Para exemplificar uma abordagem diferente à transformação digital, Gustavo Magalhães destaca a Ucrânia. “É um caso incontornável”, afirma, referindo-se à aplicação Diia, que agrega múltiplos serviços do Estado. “Conseguiram trazer esta ideia do Estado no telemóvel, com documentos oficiais em formato digital e eliminação muito significativa da necessidade de interações físicas com o Estado.”

O consultor acredita que o caso merece ser destacado e elogiado. “Na situação dramática que sabemos que a Ucrânia está a viver, têm tido a capacidade de fazer aqui uma transformação da forma como olham para esta problemática”, comenta.

E em Portugal?

Em Portugal, também há obra feita e mais por fazer. Gustavo Magalhães destaca a aplicação Autenticação.gov, um portal do Estado que centraliza os serviços para autenticação de cidadãos e empresas e para a assinatura eletrónica de documentos digitais. “Foi muito bem conseguida essa arquitetura e acabou por ser bem implementada.”

Há também a aplicação Gov.pt, o portal onde os portugueses acedem aos serviços públicos digitais. Permite consultar informações, tratar de papelada e guardar documentos oficiais como o Cartão de Cidadão ou a Carta de Condução. Na área da saúde, a aplicação SNS24 facilita marcações médicas, renovação de receitas e consulta de resultados, tudo no telemóvel.

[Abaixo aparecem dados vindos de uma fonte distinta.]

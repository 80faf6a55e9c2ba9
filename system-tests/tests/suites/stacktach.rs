// system-tests/tests/suites/stacktach.rs
// ============================================================================
// Module: StackTach Scenarios
// Description: End-to-end runs of the stacky API class against the stub.
// Purpose: Verify table decoding and the non-empty listing checks.
// Dependencies: system-tests helpers, roast-core, roast-suites
// ============================================================================

use roast_core::CaseOutcome;
use roast_core::SkipRegistry;
use roast_suites::stacktach::CLASS_NAME;
use system_tests::cloud::StubOptions;

use crate::helpers::harness::Stubbed;
use crate::helpers::harness::count;
use crate::helpers::harness::labels;
use crate::helpers::harness::outcome;

#[test]
fn every_stacky_listing_passes() {
    let stub = Stubbed::start();
    let report = stub.run(&["type=smoke"], SkipRegistry::new());

    assert_eq!(count(&report, CLASS_NAME, "passed"), 8, "{:?}", labels(&report, CLASS_NAME));
    let paths = stub.cloud.requests().into_iter().map(|line| line.path).collect::<Vec<_>>();
    assert!(paths.iter().any(|path| path == "/stacky/show/4242"), "{paths:?}");
    assert!(paths.iter().any(|path| path == "/stacky/timings"), "{paths:?}");
}

#[test]
fn header_only_tables_fail_every_case() {
    let stub = Stubbed::with_options(StubOptions {
        stacktach_empty: true,
        ..StubOptions::default()
    });
    let report = stub.run(&["type=smoke"], SkipRegistry::new());

    assert_eq!(count(&report, CLASS_NAME, "failed"), 8, "{:?}", labels(&report, CLASS_NAME));
    match outcome(&report, CLASS_NAME, "get_event_names") {
        CaseOutcome::Failed {
            message,
        } => assert!(message.contains("response entity length"), "{message}"),
        other => panic!("expected a failed listing, got {other:?}"),
    }
    match outcome(&report, CLASS_NAME, "get_event_id_details") {
        CaseOutcome::Failed {
            message,
        } => assert!(message.contains("category"), "{message}"),
        other => panic!("expected missing detail fields, got {other:?}"),
    }
}

#[test]
fn unknown_event_id_fails_the_detail_lookup() {
    let mut stub = Stubbed::start();
    stub.config.stacktach.as_mut().unwrap().event_id = "9999".to_string();
    let report = stub.run(&["type=smoke"], SkipRegistry::new());

    match outcome(&report, CLASS_NAME, "get_event_id_details") {
        CaseOutcome::Failed {
            message,
        } => assert!(message.contains("404"), "{message}"),
        other => panic!("expected a status failure, got {other:?}"),
    }
    assert_eq!(count(&report, CLASS_NAME, "passed"), 7);
}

Está também “numa fase de expansão e consolidação” o 1bilhete.pt, a cargo do Instituto da Mobilidade e dos Transportes (IMT), que permite usar o mesmo cartão ou aplicação de transportes em todo o país. Quem tem passe no Porto pode usá-lo em Lisboa, Braga ou Faro, sem ter de comprar novos cartões em cada cidade. Segundo o Expresso, o projeto já conta com a adesão das áreas metropolitanas de Lisboa e Porto, várias comunidades intermunicipais e operadores como a CP.

"Temos muito trabalho para fazer nestes cinco anos enquanto país e enquanto Europa"

Quanto ao futuro, o Diretor na Beta-i recorda a Lei de Amara: “Tendemos a sobrestimar o efeito de uma tecnologia a curto prazo e a subestimar o efeito a longo prazo.” Cinco anos parecem-lhe pouco tempo para mudanças óbvias, mas identifica motivos para otimismo: a reestruturação da AMA para ARTE, o aparecimento de startups focadas em serviços públicos e maior envolvimento dos agentes do Estado.

“Temos muito trabalho para fazer nestes cinco anos enquanto país e enquanto Europa”, conclui, defendendo a continuidade da colaboração entre governo, câmaras municipais, empresas e academia para “serviços que criem impacto positivo na sociedade”.